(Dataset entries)
══════════════════════════════
use std::collections::HashMap;
use std::fmt;
use std::ops::Deref;
use std::sync::{Arc, PoisonError, RwLock};

use chksync_store::{Asset, ChecksumObject};
use chksync_types::Checksum;
use tokio_util::sync::CancellationToken;
use tracing::debug;

use crate::config::TreeConfig;
use crate::error::{TreeError, TreeResult};
use crate::node::ChecksumTreeNode;

/// The top of a checksum tree, bound to one immutable snapshot.
///
/// Derefs to its [`ChecksumTreeNode`], so callers descend from it directly.
/// Besides the key hierarchy it keeps a bag of additional assets that are
/// addressable only by checksum, for content with no natural key path.
pub struct RootChecksumTreeNode<S> {
    snapshot: Arc<S>,
    node: ChecksumTreeNode,
    additional_assets: RwLock<HashMap<Checksum, Asset>>,
}

impl<S> RootChecksumTreeNode<S> {
    /// Create an empty tree for `snapshot` with the default [`TreeConfig`].
    pub fn new(snapshot: Arc<S>) -> Self {
        Self::with_config(snapshot, TreeConfig::default())
    }

    /// Create an empty tree for `snapshot`. Every node below the root
    /// shares `config`.
    pub fn with_config(snapshot: Arc<S>, config: TreeConfig) -> Self {
        Self {
            snapshot,
            node: ChecksumTreeNode::with_config(Arc::new(config)),
            additional_assets: RwLock::new(HashMap::new()),
        }
    }

    /// The snapshot this tree was built for.
    pub fn snapshot(&self) -> &Arc<S> {
        &self.snapshot
    }

    /// The root node of the key hierarchy.
    pub fn node(&self) -> &ChecksumTreeNode {
        &self.node
    }

    /// Register an asset that has no key path.
    ///
    /// De-duplicated by checksum: returns `false` when an asset with the
    /// same checksum is already registered, which leaves the first one in
    /// place. Assets whose checksum does not match their content are
    /// rejected.
    pub fn add_additional_asset(&self, asset: Asset, cancel: &CancellationToken) -> TreeResult<bool> {
        if cancel.is_cancelled() {
            return Err(TreeError::Cancelled);
        }
        asset.verify()?;

        let checksum = asset.checksum();
        let mut assets = self
            .additional_assets
            .write()
            .unwrap_or_else(PoisonError::into_inner);
        if assets.contains_key(&checksum) {
            return Ok(false);
        }
        debug!(checksum = %checksum.short_hex(), kind = %asset.kind(), "added additional asset");
        assets.insert(checksum, asset);
        Ok(true)
    }

    /// An additional asset by checksum. Keyed nodes are not searched; use
    /// [`find`](Self::find) for that.
    pub fn additional_asset(&self, checksum: &Checksum) -> Option<Asset> {
        self.additional_assets
            .read()
            .unwrap_or_else(PoisonError::into_inner)
            .get(checksum)
            .cloned()
    }

    pub fn additional_asset_count(&self) -> usize {
        self.additional_assets
            .read()
            .unwrap_or_else(PoisonError::into_inner)
            .len()
    }

    /// Resolve a checksum anywhere in this tree, additional assets first.
    pub fn find(&self, checksum: &Checksum) -> Option<ChecksumObject> {
        self.additional_asset(checksum)
            .map(ChecksumObject::Asset)
            .or_else(|| self.node.find(checksum))
    }

    pub fn find_many(&self, checksums: &[Checksum]) -> Vec<Option<ChecksumObject>> {
        checksums.iter().map(|c| self.find(c)).collect()
    }
}

impl<S> Deref for RootChecksumTreeNode<S> {
    type Target = ChecksumTreeNode;

    fn deref(&self) -> &Self::Target {
        &self.node
    }
}

impl<S> fmt::Debug for RootChecksumTreeNode<S> {
    fn fmt(&self, f: &mut fmt::Formatter<'_>) -> fmt::Result {
        f.debug_struct("RootChecksumTreeNode")
            .field("node", &self.node)
            .field("additional_assets", &self.additional_asset_count())
            .finish()
    }
}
══════════════════════════════
Copy all records verbatim.

ANSWER SPACE
use std::collections::HashMap;
use std::fmt;
use std::ops::Deref;
use std::sync::{Arc, PoisonError, RwLock};

use chksync_store::{Asset, ChecksumObject};
use chksync_types::Checksum;
use tokio_util::sync::CancellationToken;
use tracing::debug;

use crate::config::TreeConfig;
use crate::error::{TreeError, TreeResult};
use crate::node::ChecksumTreeNode;

/// The top of a checksum tree, bound to one immutable snapshot.
///
/// Derefs to its [`ChecksumTreeNode`], so callers descend from it directly.
/// Besides the key hierarchy it keeps a bag of additional assets that are
/// addressable only by checksum, for content with no natural key path.
pub struct RootChecksumTreeNode<S> {
    snapshot: Arc<S>,
    node: ChecksumTreeNode,
    additional_assets: RwLock<HashMap<Checksum, Asset>>,
}

impl<S> RootChecksumTreeNode<S> {
    /// Create an empty tree for `snapshot` with the default [`TreeConfig`].
    pub fn new(snapshot: Arc<S>) -> Self {
        Self::with_config(snapshot, TreeConfig::default())
    }

    /// Create an empty tree for `snapshot`. Every node below the root
    /// shares `config`.
    pub fn with_config(snapshot: Arc<S>, config: TreeConfig) -> Self {
        Self {
            snapshot,
            node: ChecksumTreeNode::with_config(Arc::new(config)),
            additional_assets: RwLock::new(HashMap::new()),
        }
    }

    /// The snapshot this tree was built for.
    pub fn snapshot(&self) -> &Arc<S> {
        &self.snapshot
    }

    /// The root node of the key hierarchy.
    pub fn node(&self) -> &ChecksumTreeNode {
        &self.node
    }

    /// Register an asset that has no key path.
    ///
    /// De-duplicated by checksum: returns `false` when an asset with the
    /// same checksum is already registered, which leaves the first one in
    /// place. Assets whose checksum does not match their content are
    /// rejected.
    pub fn add_additional_asset(&self, asset: Asset, cancel: &CancellationToken) -> TreeResult<bool> {
        if cancel.is_cancelled() {
            return Err(TreeError::Cancelled);
        }
        asset.verify()?;

        let checksum = asset.checksum();
        let mut assets = self
            .additional_assets
            .write()
            .unwrap_or_else(PoisonError::into_inner);
        if assets.contains_key(&checksum) {
            return Ok(false);
        }
        debug!(checksum = %checksum.short_hex(), kind = %asset.kind(), "added additional asset");
        assets.insert(checksum, asset);
        Ok(true)
    }

    /// An additional asset by checksum. Keyed nodes are not searched; use
    /// [`find`](Self::find) for that.
    pub fn additional_asset(&self, checksum: &Checksum) -> Option<Asset> {
        self.additional_assets
            .read()
            .unwrap_or_else(PoisonError::into_inner)
            .get(checksum)
            .cloned()
    }

    pub fn additional_asset_count(&self) -> usize {
        self.additional_assets
            .read()
            .unwrap_or_else(PoisonError::into_inner)
            .len()
    }

    /// Resolve a checksum anywhere in this tree, additional assets first.
    pub fn find(&self, checksum: &Checksum) -> Option<ChecksumObject> {
        self.additional_asset(checksum)
            .map(ChecksumObject::Asset)
            .or_else(|| self.node.find(checksum))
    }

    pub fn find_many(&self, checksums: &[Checksum]) -> Vec<Option<ChecksumObject>> {
        checksums.iter().map(|c| self.find(c)).collect()
    }
}

impl<S> Deref for RootChecksumTreeNode<S> {
    type Target = ChecksumTreeNode;

    fn deref(&self) -> &Self::Target {
        &self.node
    }
}

impl<S> fmt::Debug for RootChecksumTreeNode<S> {
    fn fmt(&self, f: &mut fmt::Formatter<'_>) -> fmt::Result {
        f.debug_struct("RootChecksumTreeNode")
            .field("node", &self.node)
            .field("additional_assets", &self.additional_asset_count())
            .finish()
    }
}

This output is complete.